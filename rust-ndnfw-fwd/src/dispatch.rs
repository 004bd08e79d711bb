//! Distribution of received packets over forwarding workers.
//!
//! Each worker is a tokio task owning one [`Forwarder`], so every PIT entry
//! has a single writer. Interests are steered by name hash, which keeps all
//! Interests for one name on the same worker; Data and Nacks go back to the
//! worker named in their forwarding token.

use crate::config::FwdConfig;
use crate::fib::Fib;
use crate::fwd::{FaceTable, Forwarder, FwdCounters};
use log::{debug, info, warn};
use rust_ndnfw_common::metrics::Counter;
use rust_ndnfw_common::packet::RxPacket;
use rust_ndnfw_common::{Error, FwToken, L3Packet, Result};
use std::sync::Arc;
use std::time::Duration;
use tokio::sync::mpsc;
use tokio::task::JoinHandle;
use tokio::time::{Instant, MissedTickBehavior};

/// Why [`Dispatcher::dispatch`] refused a packet.
#[derive(Debug, Clone, Copy, PartialEq, Eq)]
pub enum DispatchError {
    /// Forwarding token names no worker.
    BadToken,
    /// The worker's queue is full.
    QueueFull,
    /// The worker has stopped.
    Closed,
}

pub struct Dispatcher {
    inputs: Vec<mpsc::Sender<RxPacket>>,
    workers: Vec<JoinHandle<Forwarder>>,
    counters: Vec<Arc<FwdCounters>>,
    n_bad_token: Counter,
    n_queue_drops: Counter,
}

impl Dispatcher {
    /// Spawn `cfg.n_workers` forwarding workers on the current tokio runtime.
    pub fn start(cfg: &FwdConfig, fib: Arc<Fib>, faces: Arc<dyn FaceTable>) -> Result<Self> {
        cfg.validate()?;
        if tokio::runtime::Handle::try_current().is_err() {
            return Err(Error::Other("dispatcher needs a tokio runtime".to_string()));
        }

        let mut inputs = Vec::with_capacity(cfg.n_workers);
        let mut workers = Vec::with_capacity(cfg.n_workers);
        let mut counters = Vec::with_capacity(cfg.n_workers);
        for id in 0..cfg.n_workers {
            let fwd = Forwarder::new(id as u8, cfg, Arc::clone(&fib), Arc::clone(&faces));
            let (tx, rx) = mpsc::channel(cfg.queue_capacity);
            counters.push(Arc::clone(fwd.counters()));
            inputs.push(tx);
            workers.push(tokio::spawn(run_worker(fwd, rx, cfg.expiry_sweep())));
        }
        info!("Started {} forwarding workers", cfg.n_workers);

        Ok(Self {
            inputs,
            workers,
            counters,
            n_bad_token: Counter::new(),
            n_queue_drops: Counter::new(),
        })
    }

    pub fn n_workers(&self) -> usize {
        self.inputs.len()
    }

    /// Worker that must process `pkt`.
    pub fn worker_for(&self, pkt: &RxPacket) -> Option<usize> {
        let n = self.inputs.len();
        match &pkt.l3 {
            L3Packet::Interest(interest) => Some((interest.name.compute_hash() % n as u64) as usize),
            L3Packet::Data(_) | L3Packet::Nack(_) => {
                let worker = FwToken(pkt.token).worker() as usize;
                (worker < n).then_some(worker)
            }
        }
    }

    /// Queue a packet for its worker without waiting.
    pub fn dispatch(&self, pkt: RxPacket) -> std::result::Result<usize, DispatchError> {
        let Some(worker) = self.worker_for(&pkt) else {
            self.n_bad_token.increment();
            debug!("dispatch drop=bad-token token={:016x}", pkt.token);
            return Err(DispatchError::BadToken);
        };
        match self.inputs[worker].try_send(pkt) {
            Ok(()) => Ok(worker),
            Err(mpsc::error::TrySendError::Full(_)) => {
                self.n_queue_drops.increment();
                debug!("dispatch drop=queue-full worker={}", worker);
                Err(DispatchError::QueueFull)
            }
            Err(mpsc::error::TrySendError::Closed(_)) => Err(DispatchError::Closed),
        }
    }

    /// Counters of each worker, indexed by worker id.
    pub fn counters(&self) -> &[Arc<FwdCounters>] {
        &self.counters
    }

    pub fn n_bad_token(&self) -> u64 {
        self.n_bad_token.value()
    }

    pub fn n_queue_drops(&self) -> u64 {
        self.n_queue_drops.value()
    }

    /// Close the queues, let workers drain them, and return the forwarders.
    pub async fn shutdown(self) -> Vec<Forwarder> {
        drop(self.inputs);
        let mut forwarders = Vec::with_capacity(self.workers.len());
        for handle in self.workers {
            match handle.await {
                Ok(fwd) => forwarders.push(fwd),
                Err(e) => warn!("Forwarding worker failed: {}", e),
            }
        }
        info!("Stopped {} forwarding workers", forwarders.len());
        forwarders
    }
}

/// Worker loop. Time comes from the tokio clock so that a paused runtime
/// drives PIT expiry as well.
async fn run_worker(mut fwd: Forwarder, mut rx: mpsc::Receiver<RxPacket>, sweep: Duration) -> Forwarder {
    let mut ticker = tokio::time::interval(sweep);
    ticker.set_missed_tick_behavior(MissedTickBehavior::Delay);
    debug!("[Fwd {}] worker started", fwd.id());
    loop {
        tokio::select! {
            pkt = rx.recv() => match pkt {
                Some(pkt) => {
                    fwd.process(pkt, Instant::now().into_std());
                }
                None => break,
            },
            _ = ticker.tick() => {
                fwd.expire(Instant::now().into_std());
            }
        }
    }
    debug!("[Fwd {}] worker stopped", fwd.id());
    fwd
}
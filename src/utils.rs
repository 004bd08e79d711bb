//! Output helpers for the ndnfw CLI

use log::info;
use std::time::{Duration, Instant};

/// Format a duration as a human-readable string
pub fn format_duration(duration: Duration) -> String {
    let total_secs = duration.as_secs();

    if total_secs < 60 {
        format!("{}.{:03}s", total_secs, duration.subsec_millis())
    } else {
        format!("{}m {}s", total_secs / 60, total_secs % 60)
    }
}

/// Format a rate as operations per second
pub fn format_rate(count: usize, elapsed: Duration) -> String {
    let secs = elapsed.as_secs_f64();
    if secs == 0.0 {
        return "-".to_string();
    }
    format!("{:.0}/s", count as f64 / secs)
}

/// Measures one operation and logs its duration when dropped
pub struct Timer {
    start: Instant,
    operation: String,
}

impl Timer {
    pub fn new(operation: &str) -> Self {
        info!("Starting operation: {}", operation);
        Self {
            start: Instant::now(),
            operation: operation.to_string(),
        }
    }

    pub fn elapsed(&self) -> Duration {
        self.start.elapsed()
    }
}

impl Drop for Timer {
    fn drop(&mut self) {
        info!(
            "Operation '{}' completed in {}",
            self.operation,
            format_duration(self.elapsed())
        );
    }
}

/// Print a section header in the CLI output
pub fn print_header(title: &str) {
    let separator = "=".repeat(title.len());
    println!("\n{}", title);
    println!("{}", separator);
}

§ TASK INSTRUCTIONS
Across the records above, how many lines hold the string "Data"? The number alone will do.

§ EXPECTED ANSWER
2